Question 3.2 is largely meaningless without being able to see question 3.1, which makes it tempting to concatenate question 3.1's text to question 3.2 creating:

3.3 "Do you own a car? how many?"

Doing this violates Principle 1. The solution to maintain context for question 3.2 can be found by accurate routing using conditional constructs. For example question 3.2 will be within the condition ‘If yes to 3.2.’

Example 4 provides an example of where the metadata must be added in order to maintain Principle 1 is when a questionnaire uses an arrow to denote a condition.It  is impossible to document an arrow literally and leaving it out of the documentation altogether changes the logical flow of the questionnaire and violates principle 0 of making sense. Therefore, text representing the arrow's meaning has to be added.

Example 4 MCS Questionnaire Teacher Paper Questionnaire







4. Do not allow the data recorded (i.e. the variables) to inform the metadata archiving

Principle 4 is the least significant principle. Whilst documenting the structure, flow and intent of a questionnaire, it may seem harmless to consult the collected data in order to better understand the questionnaire being documented. This practice, however, should also be avoided. The aim of the ingest programme is to record the instruments used for data collection as accurately as possible. Using information that was created after the collection event alters the perception and understanding of the instrument.

An example of this can be seen in Example 5, when a question offers a set of multiple choice options and an "other (specify)" option. If the same response is often specified within the other option, then it is relatively common to code that answer in addition to the originally offered options (e.g. Consultant). It is important not to document this additional coded answer, because it was not offered to the respondents and therefore potentially had an effect on the collected data.

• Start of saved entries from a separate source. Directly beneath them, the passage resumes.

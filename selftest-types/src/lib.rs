//! # selftest-types
//!
//! Data types shared by every gpu-selftest crate:
//! - [`HostId`], [`InstanceId`] - Identity types
//! - [`HostRecord`], [`DriverVersion`] - Host capability metadata
//! - [`InstanceSpec`], [`InstanceStatus`] - Platform wire types for test workloads
//! - [`SystemInfo`], [`KernelReport`], [`StressReport`] - Diagnostic agent replies
//! - [`ParseError`] - Error types

#![warn(missing_docs)]
#![warn(clippy::all)]

mod error;
mod host;
mod ids;
mod instance;
mod probe;

pub use error::ParseError;
pub use host::{DriverVersion, HostRecord, HostStatus};
pub use ids::{HostId, InstanceId};
pub use instance::{InstanceSpec, InstanceStatus, RemoteState};
pub use probe::{KernelReport, KernelSpec, StressReport, SystemInfo};
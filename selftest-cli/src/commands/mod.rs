//! CLI command implementations.

pub mod fleet;
pub mod machine;

use anyhow::{Context, Result};
use selftest_client::{
    quick_settings, session_over, stop_signal, HttpPlatform, HttpProbe, MockPlatform,
    PipelineSettings, SessionContext, StopSignal,
};
use selftest_core::{summarize, SelfTestReport};
use selftest_types::HostId;
use std::sync::Arc;

use crate::config::Config;

/// Everything the commands share.
#[derive(Debug)]
pub struct RunContext {
    /// Loaded configuration.
    pub config: Config,
    /// Resolved API key, if any.
    pub api_key: Option<String>,
    /// API URL override.
    pub url: Option<String>,
    /// Use the simulated platform.
    pub mock: bool,
    /// Print JSON instead of text.
    pub raw: bool,
}

impl RunContext {
    /// Build the platform session for a run over `hosts`.
    pub fn session(&self, hosts: &[HostId]) -> Result<SessionContext> {
        let settings = self.config.pipeline_settings();

        if self.mock {
            // simulated hosts are all healthy and boot instantly
            let platform = MockPlatform::healthy_fleet(hosts.iter().copied());
            let settings = PipelineSettings {
                requirements: settings.requirements,
                ..quick_settings()
            };
            return Ok(session_over(platform, settings));
        }

        let api_key = self.api_key.as_deref().context(
            "No API key. Pass --api-key, set SELFTEST_API_KEY or configure api.api_key_file",
        )?;
        let url = self.url.as_deref().unwrap_or(&self.config.api.url);
        let timeout = settings.provision.call_timeout;

        let client = HttpPlatform::new(url, api_key, timeout)
            .context("Failed to create platform client")?;
        let probe = HttpProbe::new(timeout).context("Failed to create agent client")?;
        Ok(SessionContext::new(
            Arc::new(client),
            Arc::new(probe),
            settings,
        ))
    }
}

/// Print one host's report as soon as it is ready.
pub fn print_report(report: &SelfTestReport) {
    println!("{}", summarize(report));
}

/// Stop signal raised by Ctrl+C.
///
/// In-flight hosts stop at their next stage boundary and still tear down.
pub fn stop_on_ctrl_c() -> StopSignal {
    let (handle, signal) = stop_signal();
    tokio::spawn(async move {
        if tokio::signal::ctrl_c().await.is_ok() {
            tracing::warn!("stop requested, finishing teardown of running hosts");
            handle.stop();
        }
    });
    signal
}
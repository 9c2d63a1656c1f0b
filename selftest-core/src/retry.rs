//! Bounded retry policy shared by provisioning polls and teardown.
//!
//! Formula: `min(max_backoff, initial_backoff * 2^(attempt-1))`, no jitter,
//! so schedules are reproducible in tests.

use serde::{Deserialize, Serialize};
use std::time::Duration;

/// Maximum attempts plus exponential backoff between them.
#[derive(Debug, Clone, Copy, PartialEq, Eq, Serialize, Deserialize)]
pub struct RetryPolicy {
    /// Total attempts, including the first. Zero behaves as one.
    pub max_attempts: u32,
    /// Delay after the first failed attempt.
    #[serde(with = "millis")]
    pub initial_backoff: Duration,
    /// Upper bound for any single delay.
    #[serde(with = "millis")]
    pub max_backoff: Duration,
}

impl RetryPolicy {
    /// Create a policy.
    pub const fn new(max_attempts: u32, initial_backoff: Duration, max_backoff: Duration) -> Self {
        Self {
            max_attempts,
            initial_backoff,
            max_backoff,
        }
    }

    /// Default policy for provisioning status polls.
    ///
    /// 5s doubling up to 60s over 30 attempts covers the 15 minute
    /// provisioning window with room to spare.
    pub const fn provisioning() -> Self {
        Self::new(30, Duration::from_secs(5), Duration::from_secs(60))
    }

    /// Default policy for destroy retries.
    pub const fn teardown() -> Self {
        Self::new(10, Duration::from_secs(2), Duration::from_secs(30))
    }

    /// Attempts this policy allows, never less than one.
    pub fn attempts(&self) -> u32 {
        self.max_attempts.max(1)
    }

    /// Delay to wait after failed attempt number `attempt` (1-based).
    pub fn backoff(&self, attempt: u32) -> Duration {
        let exp = attempt.saturating_sub(1).min(31);
        let factor = 1u32 << exp;
        self.initial_backoff
            .checked_mul(factor)
            .unwrap_or(self.max_backoff)
            .min(self.max_backoff)
    }

    /// Whether another attempt is allowed after `attempt` failed.
    pub fn should_retry(&self, attempt: u32) -> bool {
        attempt < self.attempts()
    }
}

pub(crate) mod millis {
    use serde::{Deserialize, Deserializer, Serializer};
    use std::time::Duration;

    pub fn serialize<S: Serializer>(d: &Duration, s: S) -> Result<S::Ok, S::Error> {
        s.serialize_u64(d.as_millis().min(u128::from(u64::MAX)) as u64)
    }

    pub fn deserialize<'de, D: Deserializer<'de>>(d: D) -> Result<Duration, D::Error> {
        u64::deserialize(d).map(Duration::from_millis)
    }
}

#[cfg(test)]
mod tests {
    use super::*;

    #[test]
    fn backoff_doubles() {
        let p = RetryPolicy::new(5, Duration::from_millis(100), Duration::from_secs(10));
        assert_eq!(p.backoff(1), Duration::from_millis(100));
        assert_eq!(p.backoff(2), Duration::from_millis(200));
        assert_eq!(p.backoff(3), Duration::from_millis(400));
    }

    #[test]
    fn backoff_is_capped() {
        let p = RetryPolicy::new(50, Duration::from_secs(1), Duration::from_secs(30));
        assert_eq!(p.backoff(6), Duration::from_secs(30));
        assert_eq!(p.backoff(40), Duration::from_secs(30));
        assert_eq!(p.backoff(u32::MAX), Duration::from_secs(30));
    }

    #[test]
    fn should_retry_respects_bound() {
        let p = RetryPolicy::new(3, Duration::ZERO, Duration::ZERO);
        assert!(p.should_retry(1));
        assert!(p.should_retry(2));
        assert!(!p.should_retry(3));
    }

    #[test]
    fn zero_attempts_still_tries_once() {
        let p = RetryPolicy::new(0, Duration::ZERO, Duration::ZERO);
        assert_eq!(p.attempts(), 1);
        assert!(!p.should_retry(1));
    }

    #[test]
    fn defaults_are_sane() {
        assert_eq!(RetryPolicy::teardown().attempts(), 10);
        assert!(RetryPolicy::provisioning().backoff(1) >= Duration::from_secs(1));
    }

    #[test]
    fn serializes_as_millis() {
        let p = RetryPolicy::new(3, Duration::from_millis(250), Duration::from_secs(2));
        let json = serde_json::to_string(&p).unwrap();
        assert_eq!(
            json,
            r#"{"max_attempts":3,"initial_backoff":250,"max_backoff":2000}"#
        );
    }
}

The most common situation where breaking Principle 4 is valid is when Principles 2 or 3 must be broken. For example, in the situation where it is most appropriate to correct the questionnaire, it is obviously vital to check whether the mistake was intentional or not and if the mistake had a distinct effect on the collected data.

Example 5 BCS Birth Questionnaire










References

Poynter, W. and Spiegel, J. (2015) Protocol Development for Large-Scale Metadata Archiving using DDI-Lifecycle. IASSIST Quarterly, 39, 3, p.23-29.